Shop H.E. Bates Online
ID
c120
Title
"They Have Left the Farm."
Genre
Essay
Page Count
3
Word Count
1640
Publisher
New York Herald Tribune
This Week Magazine
Royal Air Force Journal
Publication Year
1945
Document Types
Full-text Online
Social Commentary
Topics
Pilots, War, Rural Living, Northamptonshire, Americans

In this sequel to "My Grandfather's Farm," published the year before, also in the Royal Air Force Journal, Bates writes that "the Americans are packing up" and the land is coming back.

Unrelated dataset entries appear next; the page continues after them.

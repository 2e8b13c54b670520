// Copyright © SixtyFPS GmbH <info@slint.dev>
// SPDX-License-Identifier: MIT

/// Errors raised while building the startup configuration or the secrets.
#[derive(Debug, thiserror::Error)]
pub enum ConfigError {
    #[error("Invalid config document: {0}")]
    Json(#[from] serde_json::Error),

    #[error("Screen rotation must be 0-3, got {0}")]
    InvalidRotation(u8),

    #[error("GPIO{0} does not exist on the ESP32")]
    InvalidPin(u8),

    #[error("GPIO{pin} is assigned to both {first} and {second}")]
    PinConflict {
        pin: u8,
        first: &'static str,
        second: &'static str,
    },

    #[error("GPIO{pin} is input-only and cannot drive {role}")]
    InputOnlyPin { pin: u8, role: &'static str },

    #[error("NTP server hostname is empty")]
    EmptyNtpServer,

    #[error("Missing secret: {0}")]
    MissingSecret(&'static str),

    #[error("Secret {0} still holds the template placeholder")]
    PlaceholderSecret(&'static str),

    #[error("Feed URL for {key} must start with http:// or https://, got {url}")]
    InvalidFeedUrl { key: &'static str, url: String },
}

/// Errors raised while decoding a reading received from a feed.
#[derive(Debug, thiserror::Error)]
pub enum FeedError {
    #[error("Invalid feed payload: {0}")]
    Json(#[from] serde_json::Error),

    #[error("Feed request did not succeed: {0}")]
    Unsuccessful(String),

    #[error("Feed returned no readings for {0}")]
    Empty(String),
}
// Copyright © SixtyFPS GmbH <info@slint.dev>
// SPDX-License-Identifier: MIT

use chrono::{DateTime, Utc};
use serde::{Deserialize, Serialize};

use crate::{FeedError, ReadingSource};

/// The latest value published for a source.
#[derive(Serialize, Deserialize, Clone, Debug, PartialEq)]
pub struct Reading {
    pub source: ReadingSource,
    pub thing: String,
    /// When the publisher sent the value, in GMT.
    pub created: DateTime<Utc>,
    pub content: serde_json::Map<String, serde_json::Value>,
}

pub type ReadingFeedPointer = Box<dyn ReadingFeed + Send>;

/// Fetches the most recent reading of a source.
///
/// Implemented by whatever talks to the publishing service. `Ok(None)` means the
/// service answered but has nothing for the source yet.
pub trait ReadingFeed {
    fn latest(&mut self, source: ReadingSource) -> Result<Option<Reading>, FeedError>;
}
use chrono::{DateTime, Utc};
use log::{debug, info, warn};

use wxaq_cyd_common::feed::{DummyFeed, ReadingFeedPointer};
use wxaq_cyd_common::{DeviceConfig, FeedTimestamps, ReadingSource, Secrets, StaleAlerts, StalenessEvaluator};

/// Our App struct that holds the configuration, the feed and the per-source timestamps.
///
/// Every refresh tick polls the feed for each source, records what arrived and
/// recomputes the stale indicators. Everything runs on the one loop.
struct App {
    config: DeviceConfig,
    evaluator: StalenessEvaluator,
    feed: ReadingFeedPointer,
    timestamps: FeedTimestamps,
    alerts: Option<StaleAlerts>,
}

impl App {
    const REFRESH_INTERVAL: std::time::Duration = std::time::Duration::from_secs(5);

    /// Create a new App struct from an already validated configuration.
    fn new(config: DeviceConfig, feed: ReadingFeedPointer) -> Self {
        let evaluator = StalenessEvaluator::from_config(&config);

        Self {
            config,
            evaluator,
            feed,
            timestamps: FeedTimestamps::new(),
            alerts: None,
        }
    }

    /// Runs one refresh cycle at `now` and returns the indicators to draw.
    fn tick(&mut self, now: DateTime<Utc>) -> StaleAlerts {
        for source in ReadingSource::ALL {
            match self.feed.latest(source) {
                Ok(Some(reading)) => {
                    debug!("{source} reading from {} created {}", reading.thing, reading.created);
                    self.timestamps.record(source, reading.created);
                }
                Ok(None) => debug!("No {source} reading published yet"),
                // Keep the previous timestamp, staleness will catch up with it.
                Err(e) => warn!("Fetching {source} reading failed: {e}"),
            }
        }

        let alerts = self.evaluator.evaluate(now, &self.timestamps);
        self.log_transitions(&alerts);
        self.alerts = Some(alerts);

        alerts
    }

    fn log_transitions(&self, alerts: &StaleAlerts) {
        let offset = self.config.ntp.display_offset();

        for source in ReadingSource::ALL {
            let stale = alerts.is_stale(source);
            if self.alerts.map(|previous| previous.is_stale(source)) == Some(stale) {
                continue;
            }

            let last = match self.timestamps.last_update(source).timestamp() {
                Some(at) => at.with_timezone(&offset).format("%Y-%m-%d %H:%M:%S").to_string(),
                None => "never".into(),
            };

            if stale {
                warn!(
                    "{} {source} data is stale (last update {last}, threshold {}s)",
                    source.stale_indicator(),
                    self.evaluator.threshold(source)
                );
            } else {
                info!("{} {source} data is current (last update {last})", source.label());
            }
        }
    }

    /// Run the App, refreshing every `REFRESH_INTERVAL` until the process is stopped.
    fn run(&mut self) -> anyhow::Result<()> {
        loop {
            self.tick(Utc::now());
            std::thread::sleep(Self::REFRESH_INTERVAL);
        }
    }
}

/// Loads the device configuration from the JSON file named by the first argument,
/// or the board defaults if none is given.
fn load_config() -> anyhow::Result<DeviceConfig> {
    let Some(path) = std::env::args().nth(1) else {
        info!("No config file given, using board defaults");
        return Ok(DeviceConfig::default());
    };

    let json = std::fs::read_to_string(&path).map_err(|e| anyhow::anyhow!("Reading {path}: {e}"))?;
    let config = DeviceConfig::from_json_str(&json)?;
    info!("Loaded config from {path}");

    Ok(config)
}

/// A minimal main function that initializes the App and runs it.
fn main() -> anyhow::Result<()> {
    dotenvy::dotenv().ok();
    env_logger::init();

    let config = load_config()?;
    debug!("{config:?}");

    // There is no HTTP client on the host, so the dummy feed serves the readings.
    // Secrets are still checked so a deployment can be validated before flashing.
    match Secrets::from_env() {
        Ok(secrets) => info!(
            "Secrets ok for wifi {}, feeds {} and {}",
            secrets.wifi_ssid,
            secrets.thing_name(ReadingSource::Weather),
            secrets.thing_name(ReadingSource::AirQuality)
        ),
        Err(e) => warn!("{e}, continuing with the dummy feed"),
    }

    let feed: ReadingFeedPointer = Box::new(DummyFeed::new()?);

    let mut app = App::new(config, feed);

    app.run()
}

#[cfg(test)]
mod tests {
    use super::*;
    use wxaq_cyd_common::feed::{Reading, ReadingFeed};
    use wxaq_cyd_common::FeedError;

    fn fixed_clock() -> DateTime<Utc> {
        DateTime::from_timestamp(1_717_243_200, 0).unwrap()
    }

    #[test]
    fn test_tick_with_dummy_feed() {
        let feed = DummyFeed::new().unwrap().with_clock(fixed_clock);
        let mut app = App::new(DeviceConfig::default(), Box::new(feed));

        let alerts = app.tick(fixed_clock());

        assert!(!alerts.is_stale(ReadingSource::Weather));
        assert!(alerts.is_stale(ReadingSource::AirQuality));
        assert_eq!(alerts.indicator(ReadingSource::AirQuality), Some("AQ*"));
    }

    /// Delivers one weather reading, then fails on every call.
    struct FlakyFeed {
        calls: usize,
    }

    impl ReadingFeed for FlakyFeed {
        fn latest(&mut self, source: ReadingSource) -> Result<Option<Reading>, FeedError> {
            self.calls += 1;
            match (source, self.calls) {
                (ReadingSource::Weather, 1) => Ok(Some(Reading {
                    source,
                    thing: "backyard-wx".into(),
                    created: fixed_clock(),
                    content: Default::default(),
                })),
                (ReadingSource::AirQuality, 2) => Ok(None),
                _ => Err(FeedError::Unsuccessful("offline".into())),
            }
        }
    }

    #[test]
    fn test_failed_fetch_keeps_last_timestamp() {
        let mut app = App::new(DeviceConfig::default(), Box::new(FlakyFeed { calls: 0 }));

        let alerts = app.tick(fixed_clock() + chrono::TimeDelta::seconds(60));
        assert!(!alerts.is_stale(ReadingSource::Weather));
        assert!(alerts.is_stale(ReadingSource::AirQuality));

        let alerts = app.tick(fixed_clock() + chrono::TimeDelta::seconds(1799));
        assert!(!alerts.is_stale(ReadingSource::Weather));

        let alerts = app.tick(fixed_clock() + chrono::TimeDelta::seconds(1800));
        assert!(alerts.is_stale(ReadingSource::Weather));
    }
}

He refers to the "invasion" of the Americans, their numerous marriages to English women, and their deaths in battle, as a revolution. He writes of the stages of English acceptance of the Americans — excitement, curiosity, suspicion, slight resentment, and "the traditional English slow-opening reserve"," followed by increasing understanding that both peoples shared a common enemy and common goal. He notes how American pilots over time adopted some of the restraint and mannerisms of R.A.F. pilots, and finally, he contemplates the long-term effect of this cultural exchange, concluding that the strongest link will be in memory: "With us it will long be wondered at, talked about, valued and remembered. It will become a legend."

Printed in This Week Magazine (with title "GI's Won the British!"), a Sunday supplement distributed with many US newspapers including The New York Herald Tribune (September 16, 1945, p. SM9), with a photograph similar to the twenty-nine photographs taken for the earlier essay 'My Grandfather's Farm.' Although the photograph used in This Week Magazine has not been found, a sister photograph (lacking cattle) to the one printed in the magazine is shown below. Both photographs are from Burton Bradstock in Dorset and thus have no connection to the subject of the essay, the George Lucas farm in the Midlands.

Reprinted in the Royal Air Force Journal (December 1945, iii, 12, pp. 456-458, attached).

Pfc Edward Shea (of 27 Wentworth Street, Dorchester, Massachusetts) fills up his jeep in the sunshine at the petrol station in Burton Bradstock, Dorset. According to the original caption, the gas station has been taken over by the army. Pfc Shea is helped by local boys Freddy and Chris Kerley, Barry Knell and Billy Hubbard: one boy works the petrol pump, one holds back the seat, one holds the hose and another cleans the windscreen.